We are all familiar with what happens to a product as it digitizes: it becomes more accessible and it moves faster. The digitalization of energy is no exception. Take mail, which, starting in the 1980s, was transformed into email. Today, the U.S. postal system processes about 500 million pieces of mail per day, while about 205 billion email messages are exchanged in the US every day. The productivity boom from email and other information technology has resulted in unprecedented wealth gains in the last four decades.
We are on the cusp of a similar transformation in the digitalization of energy systems with the rise of the Industrial Internet of Things (IIoT). The IIoT promises to digitalize much of the world’s industrial processes, including underlying physical infrastructure such as power generation, transmission and distribution.
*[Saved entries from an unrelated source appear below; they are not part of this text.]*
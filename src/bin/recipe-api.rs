// ABOUTME: Server binary for the Recipe API
// ABOUTME: Loads configuration, initializes logging and the database, then serves HTTP
//
// SPDX-License-Identifier: MIT OR Apache-2.0
// Copyright (c) 2025 Pierre Fitness Intelligence

//! # Recipe API Server Binary
//!
//! Starts the HTTP server with a migrated `SQLite` database.

use std::sync::Arc;

use anyhow::Result;
use clap::Parser;
use recipe_api::{
    config::{DatabaseUrl, ServerConfig},
    database::Database,
    logging,
    server::{ServerLifecycle, ServerResources},
};
use tracing::{error, info};

#[derive(Parser)]
#[command(name = "recipe-api")]
#[command(about = "Recipe API - validated recipe ingest backed by SQLite")]
pub struct Args {
    /// Override HTTP port
    #[arg(long)]
    http_port: Option<u16>,

    /// Override database URL (sqlite:<path> or sqlite::memory:)
    #[arg(long)]
    database_url: Option<String>,
}

#[tokio::main]
async fn main() -> Result<()> {
    let args = Args::parse();

    let mut config = ServerConfig::from_env()?;
    if let Some(http_port) = args.http_port {
        config.http_port = http_port;
    }
    if let Some(database_url) = args.database_url.as_deref() {
        config.database.url = DatabaseUrl::parse_url(database_url)?;
    }

    logging::init_from_env()?;

    info!("Starting Recipe API");
    info!("{}", config.summary());

    let database = Database::new(&config.database).await?;
    info!("Database initialized successfully: {}", database.url());

    let config = Arc::new(config);
    display_available_endpoints(&config);

    let resources = Arc::new(ServerResources::new(database, Arc::clone(&config)));
    if let Err(e) = ServerLifecycle::new(resources).run().await {
        error!("Server error: {e}");
        return Err(e.into());
    }

    Ok(())
}

/// Display all available API endpoints
fn display_available_endpoints(config: &ServerConfig) {
    let host = &config.host;
    let port = config.http_port;

    info!("=== Available API Endpoints ===");
    info!("   Create Recipe: POST http://{host}:{port}/api/recipes");
    info!("   Health:        GET  http://{host}:{port}/health");
    info!("   Readiness:     GET  http://{host}:{port}/ready");
    info!("=== End of Endpoint List ===");
}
Digitalizing doesn’t mean that roads, factories, and that the digital power plants of the future will turn into ones and zeroes. But it does mean that our physical infrastructure will become increasingly integrated with our digital infrastructure. The result will be an improvement in economic, environmental, and social outcomes across humanity’s fundamental systems, none of which is more vital than the digitalization of the energy sector, the spark that drives economic and human progress.
What’s in Store for the Digital Transformation of the Energy Sector?
Digital Trends in Utilities
As all aspects of the global energy system become more digital, we are already seeing better outcomes for electricity producers, end consumers, the economy, and the environment. For example, the digital transformation of utilities can improve the efficiency of power generation and the transmission and distribution of electricity, all while providing consumers with more capabilities and choices around their energy use. All of this accelerates decarbonization because less fuel is needed to produce the same amount of power. Digital tools also enhance operation throughout the electricity value network. This increases grid reliability and security, and reduces the cost to generate, transmit, and deliver electricity. These outcomes are possible because digital technologies can help physical systems to be more productive and autonomous. In short, our energy infrastructure is getting smarter and the main beneficiaries are people and the planet.
GE Power and the Digital Energy Transformation
For GE Power, digitalization means that we no longer sell only machines, software, or services. We deliver outcomes—whether they are well-lit classrooms in places that have never had them before, or stable power to hospitals, factories, and businesses, which accelerates progress and creates wealth across the globe—from the developed to the developing world.